Top of Raw data

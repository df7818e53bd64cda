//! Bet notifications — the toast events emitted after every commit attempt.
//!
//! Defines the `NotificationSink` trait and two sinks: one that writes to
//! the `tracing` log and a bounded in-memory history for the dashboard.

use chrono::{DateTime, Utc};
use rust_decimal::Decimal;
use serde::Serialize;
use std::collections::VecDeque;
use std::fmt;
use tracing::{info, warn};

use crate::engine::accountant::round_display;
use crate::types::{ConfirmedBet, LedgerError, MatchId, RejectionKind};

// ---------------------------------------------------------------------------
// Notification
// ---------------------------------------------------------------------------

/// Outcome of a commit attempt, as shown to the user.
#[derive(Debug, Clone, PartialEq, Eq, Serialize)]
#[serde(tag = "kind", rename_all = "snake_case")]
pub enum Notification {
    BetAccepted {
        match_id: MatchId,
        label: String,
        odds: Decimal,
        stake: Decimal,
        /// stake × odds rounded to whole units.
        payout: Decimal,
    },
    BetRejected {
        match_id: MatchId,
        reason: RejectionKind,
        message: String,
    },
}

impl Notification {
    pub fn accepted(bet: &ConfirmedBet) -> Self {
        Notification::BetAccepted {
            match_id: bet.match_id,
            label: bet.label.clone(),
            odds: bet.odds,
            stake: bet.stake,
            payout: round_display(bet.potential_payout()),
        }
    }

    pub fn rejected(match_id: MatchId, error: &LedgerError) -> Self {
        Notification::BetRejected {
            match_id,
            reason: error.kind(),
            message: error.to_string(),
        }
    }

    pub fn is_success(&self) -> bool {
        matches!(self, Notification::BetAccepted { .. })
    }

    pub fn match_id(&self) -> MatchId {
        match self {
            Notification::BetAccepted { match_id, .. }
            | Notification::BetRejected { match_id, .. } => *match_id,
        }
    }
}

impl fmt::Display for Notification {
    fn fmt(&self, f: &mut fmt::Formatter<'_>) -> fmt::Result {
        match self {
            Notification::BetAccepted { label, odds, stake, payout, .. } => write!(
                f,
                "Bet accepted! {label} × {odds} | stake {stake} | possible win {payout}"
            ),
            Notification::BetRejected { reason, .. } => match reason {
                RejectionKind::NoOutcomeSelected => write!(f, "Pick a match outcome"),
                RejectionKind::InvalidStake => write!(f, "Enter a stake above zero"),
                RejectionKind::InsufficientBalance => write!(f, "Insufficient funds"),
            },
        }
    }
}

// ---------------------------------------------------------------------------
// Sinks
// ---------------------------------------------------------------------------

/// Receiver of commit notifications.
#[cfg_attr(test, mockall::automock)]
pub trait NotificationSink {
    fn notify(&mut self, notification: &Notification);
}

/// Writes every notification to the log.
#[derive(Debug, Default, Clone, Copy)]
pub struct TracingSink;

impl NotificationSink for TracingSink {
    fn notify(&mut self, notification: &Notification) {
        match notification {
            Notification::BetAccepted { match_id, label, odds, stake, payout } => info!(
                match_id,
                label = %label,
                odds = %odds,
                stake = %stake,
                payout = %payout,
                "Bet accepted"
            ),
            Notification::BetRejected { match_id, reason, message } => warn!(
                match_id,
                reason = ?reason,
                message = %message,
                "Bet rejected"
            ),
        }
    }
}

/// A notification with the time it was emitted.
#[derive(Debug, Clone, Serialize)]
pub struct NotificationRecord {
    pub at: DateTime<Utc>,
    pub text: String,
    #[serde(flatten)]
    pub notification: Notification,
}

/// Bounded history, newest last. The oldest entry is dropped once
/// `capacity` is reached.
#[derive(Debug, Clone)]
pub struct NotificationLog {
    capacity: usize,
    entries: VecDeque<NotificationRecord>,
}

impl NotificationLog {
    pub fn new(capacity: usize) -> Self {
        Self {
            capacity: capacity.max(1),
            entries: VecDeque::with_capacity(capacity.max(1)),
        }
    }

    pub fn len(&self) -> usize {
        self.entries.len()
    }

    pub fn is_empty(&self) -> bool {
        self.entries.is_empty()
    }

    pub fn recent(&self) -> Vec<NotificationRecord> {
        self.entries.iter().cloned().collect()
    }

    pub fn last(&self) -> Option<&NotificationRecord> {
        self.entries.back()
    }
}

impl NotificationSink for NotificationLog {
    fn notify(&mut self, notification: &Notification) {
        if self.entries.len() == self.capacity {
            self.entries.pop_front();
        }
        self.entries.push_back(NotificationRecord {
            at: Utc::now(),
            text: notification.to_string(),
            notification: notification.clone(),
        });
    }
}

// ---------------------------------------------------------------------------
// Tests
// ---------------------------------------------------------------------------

Bottom of Raw data
Top of Raw data

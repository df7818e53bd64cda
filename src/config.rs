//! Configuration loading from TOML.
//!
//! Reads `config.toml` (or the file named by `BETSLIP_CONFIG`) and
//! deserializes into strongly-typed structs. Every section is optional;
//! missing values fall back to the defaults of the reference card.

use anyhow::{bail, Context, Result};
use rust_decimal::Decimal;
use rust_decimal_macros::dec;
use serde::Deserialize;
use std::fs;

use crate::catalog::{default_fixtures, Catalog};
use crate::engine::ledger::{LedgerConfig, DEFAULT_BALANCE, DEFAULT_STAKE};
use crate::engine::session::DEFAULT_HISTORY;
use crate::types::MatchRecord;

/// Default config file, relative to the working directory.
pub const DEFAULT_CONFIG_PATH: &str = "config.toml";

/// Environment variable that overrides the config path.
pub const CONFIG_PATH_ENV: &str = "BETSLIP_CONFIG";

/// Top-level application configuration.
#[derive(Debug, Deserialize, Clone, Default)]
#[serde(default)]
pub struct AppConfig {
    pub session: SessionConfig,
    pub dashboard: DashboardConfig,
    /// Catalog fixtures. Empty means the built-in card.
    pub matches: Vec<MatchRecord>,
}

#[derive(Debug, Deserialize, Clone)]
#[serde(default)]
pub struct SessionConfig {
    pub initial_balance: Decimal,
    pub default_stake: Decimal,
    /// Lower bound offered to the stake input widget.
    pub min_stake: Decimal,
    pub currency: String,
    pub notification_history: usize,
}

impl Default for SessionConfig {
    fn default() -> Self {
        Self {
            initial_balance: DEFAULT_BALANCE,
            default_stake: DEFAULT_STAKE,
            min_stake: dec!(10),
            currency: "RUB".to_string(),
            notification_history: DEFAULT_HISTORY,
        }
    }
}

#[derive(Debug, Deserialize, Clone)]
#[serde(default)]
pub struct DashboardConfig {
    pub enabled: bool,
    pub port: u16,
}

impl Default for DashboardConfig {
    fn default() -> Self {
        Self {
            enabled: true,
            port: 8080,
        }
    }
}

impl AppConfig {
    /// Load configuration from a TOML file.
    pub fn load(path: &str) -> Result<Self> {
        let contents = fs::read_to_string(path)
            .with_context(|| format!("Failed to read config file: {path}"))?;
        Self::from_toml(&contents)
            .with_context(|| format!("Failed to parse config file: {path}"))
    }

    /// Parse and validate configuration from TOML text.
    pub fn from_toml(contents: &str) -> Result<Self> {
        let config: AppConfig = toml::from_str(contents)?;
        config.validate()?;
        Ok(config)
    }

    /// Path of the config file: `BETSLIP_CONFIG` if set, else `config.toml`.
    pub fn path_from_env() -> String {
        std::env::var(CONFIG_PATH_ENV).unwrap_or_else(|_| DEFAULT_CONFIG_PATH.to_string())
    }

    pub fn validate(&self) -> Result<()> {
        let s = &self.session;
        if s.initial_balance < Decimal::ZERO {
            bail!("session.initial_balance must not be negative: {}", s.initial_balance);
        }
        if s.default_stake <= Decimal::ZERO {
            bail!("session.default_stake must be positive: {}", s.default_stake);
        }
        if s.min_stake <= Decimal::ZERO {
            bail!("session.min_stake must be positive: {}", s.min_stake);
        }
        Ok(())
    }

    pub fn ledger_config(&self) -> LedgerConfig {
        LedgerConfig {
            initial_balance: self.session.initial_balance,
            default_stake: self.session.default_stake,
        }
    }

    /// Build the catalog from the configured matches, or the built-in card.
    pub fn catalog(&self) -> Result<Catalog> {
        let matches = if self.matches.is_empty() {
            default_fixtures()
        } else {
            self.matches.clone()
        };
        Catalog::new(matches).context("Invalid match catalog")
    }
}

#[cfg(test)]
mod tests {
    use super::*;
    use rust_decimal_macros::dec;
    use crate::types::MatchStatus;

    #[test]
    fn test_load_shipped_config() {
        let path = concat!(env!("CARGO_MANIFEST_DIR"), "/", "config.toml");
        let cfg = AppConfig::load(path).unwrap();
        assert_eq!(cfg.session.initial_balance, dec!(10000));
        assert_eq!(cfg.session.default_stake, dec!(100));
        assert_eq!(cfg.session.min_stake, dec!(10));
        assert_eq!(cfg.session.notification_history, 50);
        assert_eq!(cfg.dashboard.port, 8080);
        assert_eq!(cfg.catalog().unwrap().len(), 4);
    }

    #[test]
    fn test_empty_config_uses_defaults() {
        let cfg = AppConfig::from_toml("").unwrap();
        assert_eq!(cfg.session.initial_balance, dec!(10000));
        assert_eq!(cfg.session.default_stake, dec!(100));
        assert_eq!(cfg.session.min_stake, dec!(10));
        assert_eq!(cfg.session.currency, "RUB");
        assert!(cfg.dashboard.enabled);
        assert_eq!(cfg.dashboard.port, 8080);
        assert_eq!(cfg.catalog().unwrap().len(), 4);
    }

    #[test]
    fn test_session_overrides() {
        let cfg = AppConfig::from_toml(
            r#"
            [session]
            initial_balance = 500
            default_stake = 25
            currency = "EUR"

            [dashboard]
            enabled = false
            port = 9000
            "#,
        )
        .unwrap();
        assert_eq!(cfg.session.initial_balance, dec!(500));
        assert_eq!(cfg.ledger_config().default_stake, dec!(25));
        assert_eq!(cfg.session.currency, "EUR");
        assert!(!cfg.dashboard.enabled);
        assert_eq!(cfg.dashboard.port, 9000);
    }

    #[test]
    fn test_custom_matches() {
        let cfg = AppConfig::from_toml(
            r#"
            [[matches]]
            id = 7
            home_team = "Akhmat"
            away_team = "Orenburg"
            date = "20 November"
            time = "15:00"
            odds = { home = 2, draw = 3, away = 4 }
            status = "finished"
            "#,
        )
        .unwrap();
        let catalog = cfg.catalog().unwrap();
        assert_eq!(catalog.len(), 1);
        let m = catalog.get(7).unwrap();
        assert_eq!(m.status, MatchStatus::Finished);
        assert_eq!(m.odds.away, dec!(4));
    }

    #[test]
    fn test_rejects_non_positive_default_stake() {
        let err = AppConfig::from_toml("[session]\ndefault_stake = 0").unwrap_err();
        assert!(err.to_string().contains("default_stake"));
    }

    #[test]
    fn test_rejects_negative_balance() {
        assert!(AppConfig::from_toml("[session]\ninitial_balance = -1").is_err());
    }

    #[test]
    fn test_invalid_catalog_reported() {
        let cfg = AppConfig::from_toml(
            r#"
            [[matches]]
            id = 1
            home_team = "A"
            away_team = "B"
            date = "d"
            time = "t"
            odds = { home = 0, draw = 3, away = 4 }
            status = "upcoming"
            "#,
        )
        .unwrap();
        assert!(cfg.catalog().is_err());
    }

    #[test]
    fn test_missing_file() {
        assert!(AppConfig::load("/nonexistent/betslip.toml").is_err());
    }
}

Bottom of Raw data

What the task asks: Every line above that holds the string "LedgerConfig" should be returned.

Exercise answer:
use crate::engine::ledger::{LedgerConfig, DEFAULT_BALANCE, DEFAULT_STAKE};
    pub fn ledger_config(&self) -> LedgerConfig {
        LedgerConfig {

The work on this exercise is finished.